Beyond Blue

I am a twin, that is true. But after I read I am convinced that I am a twin twice over. Or as she puts it, I have a “sister from another mister.” Because man oh man, do we have a lot in common. Among a number of things:

  • Surviving a perinatal mood/anxiety disorder
  • Not being the kind of mom that does the kind of activities you’d find in Family Fun magazine, like this one or this one or this one
  • Having an infant with colic, chronic ear infections and an inability to nap
  • Experiencing the bizarro world of inpatient hospitalization
  • Having to escape a “Pharma King” psychiatrist who prescribed way too many medications and made matters worse
  • Being attacked by people who believe that psychotropic medication is the personification of Satan and/or that mental illness does not exist
  • Disliking the book “The Secret” and Chuck E Cheese

Among other great questions, Katherine asked me this on guilt:

Question: In the book you point out what I think a lot of moms with PPD have: guilt over the fact that they are so sad and miserable when their lives aren’t that bad to compared to people in Cambodia. Did you therapist or psychiatrist give you any good tools to deal with that? We all know the phrase “everything is relative”, but I’m not sure that’s enough.

I answered: Another good question. You know, the thing that has helped me the most is to imagine a little boy skinning his knee, and he hurts, and wants a bandage. Would you go over to the little boy and say, “People are starving in China, so no band-ad for you, you little brat”? Of course not.
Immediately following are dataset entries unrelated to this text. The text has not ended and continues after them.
//! This module takes care of scheduling the analysis work, encapsulating use
//! of multiple threads and anything else that will come in the future

#[cfg(feature = "multi-threading")]
mod multi_threading;
#[cfg(any(test, not(feature = "multi-threading")))]
mod sequential;

use crate::{
    analysis::AnalysisTask, config::Configuration, event::Event, evgen::EventGenerator,
    mixer::MixingError, pool::RingPoolStore, random::RandomGenerator,
    resacc::ResultsAccumulator, resfin::FinalResults, selection::CandidateSelector, Result,
};
use eyre::WrapErr;

/// Size of the event batches
///
/// Events are produced by the event source in batches of a certain size, and
/// each batch is analyzed as a whole before the next one is produced. This
/// bounds memory usage while leaving enough events in flight for the events
/// of different mixing pools to be analyzed in parallel.
///
const EVENT_BATCH_SIZE: usize = 10_000;

/// Run the analysis in the manner that was configured at build time
///
/// Events are produced by the toy event source, whose random number
/// generator is seeded from the configuration. Returns the finalized
/// analysis results.
///
pub fn run_analysis<'cfg, S>(
    cfg: &'cfg Configuration,
    evgen: &EventGenerator,
    task: &AnalysisTask<'cfg, S>,
) -> Result<FinalResults<'cfg>>
where
    S: CandidateSelector + Sync,
{
    let (results, _store) = analyze_stream(cfg, evgen, task, EVENT_BATCH_SIZE, |events, store| {
        // ...in sequential mode
        #[cfg(not(feature = "multi-threading"))]
        {
            sequential::analyze_batch(cfg, task, events, store)
        }

        // ...in multi-threaded mode
        #[cfg(feature = "multi-threading")]
        {
            multi_threading::analyze_batch(cfg, task, events, store)
        }
    })?;
    Ok(results)
}

/// Produce `cfg.num_events` events in batches of `batch_size`, and analyze
/// each batch with `analyze_batch`
///
/// The mixing pools persist across batches. They are returned along with
/// the results so that their final state can be inspected.
///
fn analyze_stream<'cfg, S: CandidateSelector>(
    cfg: &'cfg Configuration,
    evgen: &EventGenerator,
    task: &AnalysisTask<'cfg, S>,
    batch_size: usize,
    mut analyze_batch: impl FnMut(
        &[Event],
        &mut RingPoolStore,
    ) -> std::result::Result<ResultsAccumulator<'cfg>, MixingError>,
) -> Result<(FinalResults<'cfg>, RingPoolStore)> {
    // Check that the user is being reasonable (should have already been checked
    // at configuration time, but bugs can happen...)
    assert!(cfg.num_events > 0, "Must analyze at least one event");
    assert!(batch_size > 0, "Batches must hold at least one event");

    let mut rng = RandomGenerator::new(cfg.seed);
    let mut store = RingPoolStore::new(task.num_pools());
    let mut accumulator = ResultsAccumulator::new(cfg);

    let mut num_events = cfg.num_events;
    let mut sequence = 0;
    while num_events > 0 {
        // Produce the next batch of events
        let batch_size = num_events.min(batch_size);
        let batch = (sequence..sequence + batch_size as u64)
            .map(|seq| evgen.generate(seq, &mut rng))
            .collect::<Vec<_>>();

        // Analyze it
        let batch_result = analyze_batch(&batch, &mut store).wrap_err_with(|| {
            format!("Failed to analyze events {sequence} to {}", sequence + batch_size as u64 - 1)
        })?;
        accumulator.merge(batch_result);

        tracing::info!(
            first_event = sequence,
            num_events = batch_size,
            "Analyzed a batch of events"
        );
        sequence += batch_size as u64;
        num_events -= batch_size;
    }

    for pool_id in 0..store.len() {
        tracing::debug!(pool_id, count = store.count(pool_id), "Final pool occupancy");
    }
    Ok((accumulator.finalize(), store))
}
A fever of 103 doesn’t make the fever of 102 feel comfortable. I have no idea what it feels like to live in a third-world country, but I do know that almost a million people kill themselves (global figure) every year, that suicide is the second leading cause of death in females ages 15 to 40, and that the World Health Organization estimates that depression will be the second most debilitating illness by 2020. If it wasn’t so painful, people would not be taking their lives. I remember those stats. I remember that one person in every five people diagnosed with bipolar disorder kills herself.